L'ABAISSEMENT DU CONSENTEMENT SEXUEL À 9 ANS EN IRAK : UN RECUL ALARMANT DES DROITS DES FEMMES
- Clara Pujol
- 7 avr.
- 6 min de lecture
Selon un rapport de l’UNICEF paru en 2023, 28 % des femmes irakiennes étaient mariées avant l’âge de 18 ans. Bien que cette pratique clandestine fût illégale, sanctionnée par les textes de loi, elle n’est pas strictement appliquée, contraignant parfois des jeunes filles mineures à épouser des hommes. Depuis que le gouvernement chiite islamique de Mohammed Chia Al-Soudani est au pouvoir, la protection des droits des jeunes filles a été bafouée. Néanmoins, le Parlement irakien s’apprête à passer une loi réduisant à abaisser l’âge légal du consentement au mariage de 18 ans à 9 ans. Un recul significatif de leur droit et de leur sécurité dans un pays où les droits des femmes sont déjà fragilisés.

Cet amendement suscite des préoccupations majeures concernant les droits des femmes et des enfants dans le pays, abaissant l’âge du consentement sexuel à un niveau où les jeunes filles n’ont même pas conscience de ce que représente le concept du consentement et des relations sexuelles.

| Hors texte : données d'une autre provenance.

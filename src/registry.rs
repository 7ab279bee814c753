//! Uninstall metadata for the Windows "Apps & features" list.

use std::fmt;
use std::path::Path;
use tracing::warn;

use crate::cmdline::escape_arg;
use crate::config::ProductConfig;

/// Key that holds one subkey per uninstallable program, below `HKEY_LOCAL_MACHINE`.
pub const UNINSTALL_ROOT: &str = r"SOFTWARE\Microsoft\Windows\CurrentVersion\Uninstall";

/// A single value written below the uninstall key.
#[derive(Debug, Clone, Copy, PartialEq, Eq)]
pub enum EntryValue<'a> {
    Text(&'a str),
    Dword(u32),
}

/// Values stored under the program's uninstall key.
///
/// `display_name` and `uninstall_command` are required by Windows; empty
/// optional strings and a zero size are not written.
#[derive(Debug, Clone, Default, PartialEq, Eq)]
pub struct UninstallData {
    pub display_name: String,
    pub display_version: String,
    pub display_icon: String,
    /// Stored as `UninstallString`; must be quoted.
    pub uninstall_command: String,
    pub install_location: String,
    pub install_source: String,
    pub publisher: String,
    /// In KiB.
    pub estimated_size: u32,
}

impl UninstallData {
    /// Builds the entry for an executable installed as `dest_dir\exe`.
    pub fn for_install(
        product: &ProductConfig,
        version: &str,
        source_dir: &Path,
        dest_dir: &Path,
        exe: &str,
        size_in_bytes: u64,
    ) -> Self {
        let installed = dest_dir.join(exe);
        Self {
            display_name: product.name.clone(),
            display_version: version.to_string(),
            display_icon: installed.display().to_string(),
            uninstall_command: uninstall_command(dest_dir, exe),
            install_location: dest_dir.display().to_string(),
            install_source: source_dir.join(exe).display().to_string(),
            publisher: product.company.clone(),
            estimated_size: u32::try_from(size_in_bytes / 1024).unwrap_or(u32::MAX),
        }
    }

    /// Writes every value through `set`. Only `DisplayName` and
    /// `UninstallString` are fatal; other failures are logged and their
    /// names returned.
    pub fn store<E: fmt::Display>(
        &self,
        mut set: impl FnMut(&'static str, EntryValue<'_>) -> Result<(), E>,
    ) -> Result<Vec<&'static str>, (&'static str, E)> {
        set("DisplayName", EntryValue::Text(&self.display_name))
            .map_err(|e| ("DisplayName", e))?;
        set("UninstallString", EntryValue::Text(&self.uninstall_command))
            .map_err(|e| ("UninstallString", e))?;

        let mut optional: Vec<(&'static str, EntryValue<'_>)> = self
            .optional_values()
            .map(|(name, value)| (name, EntryValue::Text(value)))
            .collect();
        if self.estimated_size != 0 {
            optional.push(("EstimatedSize", EntryValue::Dword(self.estimated_size)));
        }

        let mut skipped = Vec::new();
        for (name, value) in optional {
            if let Err(e) = set(name, value) {
                warn!("Could not write {}: {}", name, e);
                skipped.push(name);
            }
        }
        Ok(skipped)
    }

    /// Optional string values that should be written, by registry value name.
    fn optional_values(&self) -> impl Iterator<Item = (&'static str, &str)> {
        [
            ("DisplayVersion", self.display_version.as_str()),
            ("DisplayIcon", self.display_icon.as_str()),
            ("InstallLocation", self.install_location.as_str()),
            ("InstallSource", self.install_source.as_str()),
            ("Publisher", self.publisher.as_str()),
        ]
        .into_iter()
        .filter(|(_, value)| !value.is_empty())
    }
}

/// Quoted command line that uninstalls the executable at `dir\exe`.
pub fn uninstall_command(dir: &Path, exe: &str) -> String {
    format!("{} uninstall", escape_arg(&dir.join(exe).display().to_string()))
}

#[cfg(test)]
mod tests {
    use super::*;
    use crate::cmdline::split_command;
    use std::path::PathBuf;

    #[test]
    fn uninstall_command_round_trips() {
        let dir = PathBuf::from("C:/Program Files/SCJ/wgtoggle/1.0.0");
        let command = uninstall_command(&dir, "wgtoggle.exe");
        assert!(command.starts_with('"'));
        assert!(command.ends_with("\" uninstall"));

        let (program, args) = split_command(&command).unwrap();
        assert_eq!(PathBuf::from(program), dir.join("wgtoggle.exe"));
        assert_eq!(args, vec!["uninstall"]);
    }

    #[test]
    fn entry_for_install() {
        let product = ProductConfig::default();
        let data = UninstallData::for_install(
            &product,
            "1.0.0",
            Path::new("downloads"),
            Path::new("programs"),
            "wgtoggle.exe",
            5 * 1024 * 1024 + 100,
        );
        assert_eq!(data.display_name, "WG Toggle");
        assert_eq!(data.publisher, "SCJ Alliance");
        assert_eq!(data.display_version, "1.0.0");
        assert_eq!(data.estimated_size, 5 * 1024);
        assert_eq!(
            data.install_source,
            Path::new("downloads").join("wgtoggle.exe").display().to_string()
        );
        assert_eq!(data.install_location, "programs");
    }

    #[test]
    fn empty_optional_values_are_skipped() {
        let data = UninstallData {
            display_name: "WG Toggle".into(),
            uninstall_command: "wgtoggle.exe uninstall".into(),
            publisher: "SCJ Alliance".into(),
            ..Default::default()
        };
        let values: Vec<_> = data.optional_values().collect();
        assert_eq!(values, vec![("Publisher", "SCJ Alliance")]);
    }

    fn sample() -> UninstallData {
        UninstallData::for_install(
            &ProductConfig::default(),
            "1.0.0",
            Path::new("downloads"),
            Path::new("programs"),
            "wgtoggle.exe",
            4096,
        )
    }

    #[test]
    fn optional_value_failure_is_skipped() {
        let mut written = Vec::new();
        let skipped = sample()
            .store(|name, value| {
                if name == "DisplayIcon" {
                    return Err("access denied");
                }
                written.push((name, value == EntryValue::Dword(4)));
                Ok(())
            })
            .unwrap();

        assert_eq!(skipped, vec!["DisplayIcon"]);
        let names: Vec<_> = written.iter().map(|(name, _)| *name).collect();
        assert_eq!(
            names,
            vec![
                "DisplayName",
                "UninstallString",
                "DisplayVersion",
                "InstallLocation",
                "InstallSource",
                "Publisher",
                "EstimatedSize",
            ]
        );
        assert!(written.last().unwrap().1);
    }

    #[test]
    fn required_value_failure_fails_the_write() {
        let mut calls = 0;
        let err = sample()
            .store(|name, _| {
                calls += 1;
                if name == "UninstallString" {
                    Err("access denied")
                } else {
                    Ok(())
                }
            })
            .unwrap_err();

        assert_eq!(err, ("UninstallString", "access denied"));
        assert_eq!(calls, 2);
    }
}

En novembre 2024, une proposition de loi visant à modifier l'âge légal du consentement sexuel des jeunes filles a suscité une vive controverse en Irak. Cette révision, portée par la coalition chiite conservatrice au pouvoir, a immédiatement alerté les organisations de défense des droits humains qui ont exprimé une profonde inquiétude face à cette proposition de loi. Human Rights Watch a dénoncé cette réforme comme un « recul dévastateur pour les femmes et les filles ».
Une origine religieuse et politique
Entre corruption, violations des droits de l’homme, tensions avec les minorités sunnites et kurdes, l’Irak est un État autoritaire et fortement influencé par des idéologies conservatrices, particulièrement en ce qui concerne les droits et libertés des femmes.

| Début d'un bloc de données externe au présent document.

//! The canonical bootstrap procedure, strictly sequential: preflight,
//! optional reset, cluster bring-up, kubeconfig materialization, tool
//! installation, optional load-balancer, service exposure, GitOps sync,
//! report. Each step tolerates its own post-condition already holding, so
//! re-running the whole procedure converges instead of resuming.

use anyhow::Result;
use tracing::info;

use crate::config::Config;
use crate::report::Report;
use crate::{
    cluster, expose, gitops, install, kubeapi, kubeconfig, loadbalancer, preflight, provider,
    report, reset,
};

pub async fn run(config: &Config) -> Result<Report> {
    let provider = provider::for_kind(config.provider);
    info!(
        "bootstrapping '{}' via {}",
        config.cluster_name,
        provider.name()
    );

    preflight::ensure_environment(config, provider.as_ref()).await?;

    if config.reset {
        reset::clean(provider.as_ref(), config).await?;
    }

    cluster::ensure(provider.as_ref(), config).await?;
    let kubeconfig = kubeconfig::materialize(provider.as_ref(), config).await?;
    let client = kubeapi::client_for(&kubeconfig).await?;
    cluster::wait_ready(provider.as_ref(), &client, config).await?;

    install::install_all(&client, &kubeconfig).await?;

    match &config.load_balancer {
        Some(lb) => loadbalancer::setup(&client, lb, &kubeconfig).await?,
        None => info!("load balancer disabled, skipping"),
    }

    let ui_address = expose::expose_ui(&client).await?;
    gitops::sync(config).await?;
    let admin_password = report::admin_password(&kubeconfig).await;

    Ok(Report {
        ui_address,
        admin_password,
        kubeconfig,
    })
}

Un point historique est à souligner pour comprendre cette arrivée soudaine du recul de l'âge du consentement des femmes. L’invasion américaine de l’Irak en 2003 marque un tournant décisif dans la recomposition du paysage politique du pays. La chute du raïs de Bagdad, Saddam Hussein, dont le régime dominé par les sunnites du parti Baas marginalisait et réprimait la majorité chiite, ouvre la voie à une prise de pouvoir progressive par les partis chiites, soutenus par l’Iran. Dès 2005, des partis chiites, représentant 60% de la population irakienne, montent en puissance et les élections voient l’ascension du Conseil suprême islamique et du parti Dawa, qui s’appuient sur des milices militaires déjà très présentes dans le pays, telles que la brigade Badr.
Sous Nouri al-Maliki (2006-2014), l’État irakien devient un outil de répression contre les sunnites, favorisant l’essor de groupes extrémistes comme l’État islamique. Si cette domination chiite s’accompagne d’une répression politique, elle entraîne aussi un recul généralisé des libertés, en particulier pour les femmes. Sous Saddam Hussein, bien que son régime promouvait à son arrivée des mesures modernes et progressistes sur la condition des femmes, le discours conservateur du dictateur encourage la ferveur religieuse et la soumission de la femme au “maître du foyer”. Selon le chercheur Joseph Sassoon, Saddam Hussein conduisait cette politique conservatrice afin de baisser le chômage en excluant les femmes du marché du travail.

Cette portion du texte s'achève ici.